A Big Marketing Campaign made of ‘Little Surprises’
Whilst catching up with all the latest news and views from the Direct Marketing Association (a must read), I came across a fascinating article about the Lidl supermarket’s #LidlSurprises marketing campaign.
Now, I have been aware of the campaign as I have seen the TV adverts, but the article alerted me to how well-crafted their campaign is and why it works so well. The full article can be read by clicking HERE
Pushing all the buttons
If you are not already in the know, the campaign is built around ‘#LidlSurprises’. The premise being that people are often ‘quite surprised’ by the quality, range and affordability of their products. The hashtag appears on the header of the website and the website also shows tweets from customers who have referenced #LidlSurprises. Lidl have their own YouTube channel where you can see their TV Ads, amongst other things – all showing genuine people being genuinely surprised when they find out where the delicious morsel they have just sampled came from. Their in-store Ad banners are the aforementioned tweets from customers extolling their virtues. Their Twitter and Facebook links on the website home page show the latest activity but don’t distract the reader (Lidl has 955,122 followers on Facebook – How’s that for the inference; ‘nearly a million Britons already know our secret?!).
Counting the success
It really is a brilliantly conceived campaign – and one that, in principle, all businesses can apply to themselves.
Yes I know that Lidl invested a whopping £20m into implementing the campaign. However, no matter what the size of your marketing budget, the theories, if not the spend can be applied.

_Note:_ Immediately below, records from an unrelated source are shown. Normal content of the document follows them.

//! # Folio
//!
//! Thumbnails and justified layout for photo portfolio sites.
//!
//! Source images live in plain directories; the first directory below a
//! source root is the image's category. Folio does two jobs around them:
//!
//! ```text
//! 1. Thumbs    src/assets/  →  public/thumbnails/*.avif + public/thumbnail-manifest.json
//! 2. Layout    items + ratios + container width  →  justified rows
//! ```
//!
//! The manifest is the only contract between the two. Anything that renders
//! the gallery (the bundled [`generate`] page, or a site's own templates)
//! looks originals up in it and falls back to the original file when a
//! thumbnail is missing.
//!
//! # Module Map
//!
//! | Module | Role |
//! |--------|------|
//! | [`scan`] | Walks the source roots, produces [`types::ImageItem`]s in natural order |
//! | [`thumbs`] | Parallel thumbnail pipeline: decode once, encode every width, write the manifest |
//! | [`imaging`] | Pure-Rust image operations behind the [`imaging::ImageBackend`] trait |
//! | [`manifest`] | Manifest model: keys, srcset descriptors, lenient load, resolve with fallback |
//! | [`layout`] | Justified row packing, deterministic jitter, visible-row lookup |
//! | [`session`] | Async aspect-ratio resolution, generations, debounced resize |
//! | [`generate`] | Static `index.html` gallery rendered with Maud |
//! | [`config`] | `folio.toml` loading, validation and merging over stock defaults |
//! | [`naming`] | Filename conventions: alt text, natural ordering |
//! | [`types`] | Shared types |
//! | [`output`] | CLI output formatting |
//!
//! # Design Decisions
//!
//! ## AVIF-Only Output
//!
//! All thumbnails are AVIF. A single modern format keeps the manifest to one
//! URL per width and avoids multi-format `<picture>` fallbacks.
//!
//! ## Widths Are Upper Bounds
//!
//! A thumbnail is never wider than its source. A 300px source still gets a
//! file under every target name (all 300px wide), so the manifest shape does
//! not depend on the source size; the srcset lists each real width once.
//!
//! ## Pure-Rust Imaging
//!
//! The [`imaging`] module uses the `image` crate (Lanczos3 resampling, rav1e
//! AVIF encoding). No system libraries, no external processes.
//!
//! ## Deterministic Layout
//!
//! [`layout::justify`] is a pure function. The small per-row height and
//! per-image ratio variations come from a hash of the file name, not a random
//! source, so a gallery renders identically on every run and every machine.

pub mod config;
pub mod generate;
pub mod imaging;
pub mod layout;
pub mod manifest;
pub mod naming;
pub mod output;
pub mod scan;
pub mod session;
pub mod thumbs;
pub mod types;

#[cfg(test)]
pub(crate) mod test_helpers;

So here’s how they did it…..
Customer engagement – Lidl effectively used Social Media as a way to start a conversation with their customers. No one-way sales messages here; they have started a dialogue with their fan-base and used it to leverage new customers. A salient lesson in talking to your current customers regularly about what their needs are.
Tackling objections – Lidl have been listening to the main objections about buying their products and found the perfect way to overcome those objections, using and answering the very words of their detractors. It’s a technique that has worked before and Lidl have done it superbly. It’s so important to listen to objections – even something as simple as instating ‘free delivery’ could overcome objections to your brand, increase volume sales and make you more attractive than your nearest competitors.
That’s not an Ad, it’s a testimonial – although those testimonials that you can see on the boards around the stores are in fact Adverts for their products. Neat. And as it’s not just a stuffed shirt blowing their own trumpet (put that down Steve), it’s real words from real people – worth their weight in Gold
Joined-up thinking – Lidl has made an instantly recognisable marketing campaign across the whole of the brand. #LidlSurprises is central to all their marketing communications – it carries across its stores, website and all social media channels. Often, as smaller companies, the marketing message can be a bit piecemeal, depending on the platform. Using a hook to hang the whole of your marketing campaign on makes your marketing message clearer to follow and easier to understand.
All these theories aren’t only possible for big business – find the clarity in your message, overcome objections, make it easy for your customers to engage with you and listen to them.
All good stuff from the hitherto ‘poor cousin’ in the supermarket wars. Just goes to prove that size isn’t everything if you’re wily and quick on your feet.
I’d love to say ‘Every Lidl helps’, but I think I’ve used that gag before!